▶ [YOUR ASSIGNMENT]:
Quote, with no changes, the lines that run from the top of the material to the line with "use std::time::Duration;", both included.

*** INFORMATION PROVIDED ***

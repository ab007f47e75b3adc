//! `std::net` adapters for hosted targets.
//!
//! [`Read::read`](super::Read::read) must return `Ok(0)` when nothing is
//! available, so every stream carries a read timeout and a timeout is
//! reported as an empty read. End of stream is an error, since a closed
//! peer is not the same thing as a quiet one.

use std::io::{self, ErrorKind};
use std::net::{TcpListener as StdListener, TcpStream};
use std::time::Duration;

use super::error::Error;
use super::{Bind, Close, Connect, Connection, Read, Write};

/// Read timeout for outbound (MQTT) streams. Kept short so `poll()` is
/// effectively non-blocking.
pub const CLIENT_READ_TIMEOUT: Duration = Duration::from_millis(5);

/// Read timeout for accepted (HTTP) streams, long enough for a request head
/// to arrive.
pub const SERVER_READ_TIMEOUT: Duration = Duration::from_secs(2);

/// A connected TCP stream.
#[derive(Debug)]
pub struct TcpConnection {
    stream: TcpStream,
}

impl TcpConnection {
    fn new(stream: TcpStream, read_timeout: Duration) -> Result<Self, Error> {
        stream.set_nonblocking(false).map_err(|_| Error::NotOpen)?;
        stream
            .set_read_timeout(Some(read_timeout))
            .map_err(|_| Error::NotOpen)?;
        let _ = stream.set_nodelay(true);
        Ok(Self { stream })
    }
}

impl Read for TcpConnection {
    type Error = Error;

    fn read(&mut self, buf: &mut [u8]) -> Result<usize, Self::Error> {
        match io::Read::read(&mut self.stream, buf) {
            Ok(0) if !buf.is_empty() => Err(Error::ConnectionClosed),
            Ok(n) => Ok(n),
            Err(e) if matches!(e.kind(), ErrorKind::WouldBlock | ErrorKind::TimedOut) => Ok(0),
            Err(_) => Err(Error::ReadError),
        }
    }
}

impl Write for TcpConnection {
    type Error = Error;

    fn write(&mut self, buf: &[u8]) -> Result<usize, Self::Error> {
        io::Write::write(&mut self.stream, buf).map_err(|_| Error::WriteError)
    }

    fn flush(&mut self) -> Result<(), Self::Error> {
        io::Write::flush(&mut self.stream).map_err(|_| Error::WriteError)
    }
}

impl Close for TcpConnection {
    type Error = Error;

    fn close(self) -> Result<(), Self::Error> {
        match self.stream.shutdown(std::net::Shutdown::Both) {
            Ok(()) => Ok(()),
            // Peer already gone.
            Err(e) if e.kind() == ErrorKind::NotConnected => Ok(()),
            Err(_) => Err(Error::ConnectionClosed),
        }
    }
}

impl Connection for TcpConnection {}

/// Opens outbound TCP streams to `host:port` addresses.
#[derive(Debug, Clone, Copy)]
pub struct TcpConnector {
    connect_timeout: Duration,
}

impl Default for TcpConnector {
    fn default() -> Self {
        Self {
            connect_timeout: Duration::from_secs(3),
        }
    }
}

impl TcpConnector {
    /// Give up on a connection attempt after `connect_timeout`.
    pub fn new(connect_timeout: Duration) -> Self {
        Self { connect_timeout }
    }
}

impl Connect for TcpConnector {
    type Connection = TcpConnection;
    type Error = Error;

    fn connect(&mut self, remote: &str) -> Result<Self::Connection, Self::Error> {
        use std::net::ToSocketAddrs;

        let addr = remote
            .to_socket_addrs()
            .map_err(|_| Error::InvalidAddress)?
            .next()
            .ok_or(Error::InvalidAddress)?;
        let stream = TcpStream::connect_timeout(&addr, self.connect_timeout).map_err(|e| {
            match e.kind() {
                ErrorKind::TimedOut => Error::Timeout,
                _ => Error::ConnectionRefused,
            }
        })?;
        TcpConnection::new(stream, CLIENT_READ_TIMEOUT)
    }
}

/// A non-blocking listening socket.
#[derive(Debug)]
pub struct TcpListener {
    listener: StdListener,
}

impl TcpListener {
    /// Bind to `addr`, e.g. `0.0.0.0:80`.
    pub fn bind(addr: &str) -> Result<Self, Error> {
        let listener = StdListener::bind(addr).map_err(|_| Error::InvalidAddress)?;
        listener
            .set_nonblocking(true)
            .map_err(|_| Error::NotOpen)?;
        Ok(Self { listener })
    }

    /// Address actually bound, useful after binding port 0.
    pub fn local_addr(&self) -> Result<std::net::SocketAddr, Error> {
        self.listener.local_addr().map_err(|_| Error::NotOpen)
    }
}

impl Bind for TcpListener {
    type Connection = TcpConnection;
    type Error = Error;

    fn accept(&mut self) -> Result<Option<Self::Connection>, Self::Error> {
        match self.listener.accept() {
            Ok((stream, _peer)) => TcpConnection::new(stream, SERVER_READ_TIMEOUT).map(Some),
            Err(e) if e.kind() == ErrorKind::WouldBlock => Ok(None),
            Err(_) => Err(Error::ReadError),
        }
    }
}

*** End of INFORMATION PROVIDED ***

▶ [WRITTEN ANSWER]:
repository ab007f47e75b3adc
//! `std::net` adapters for hosted targets.
//!
//! [`Read::read`](super::Read::read) must return `Ok(0)` when nothing is
//! available, so every stream carries a read timeout and a timeout is
//! reported as an empty read. End of stream is an error, since a closed
//! peer is not the same thing as a quiet one.

use std::io::{self, ErrorKind};
use std::net::{TcpListener as StdListener, TcpStream};
use std::time::Duration;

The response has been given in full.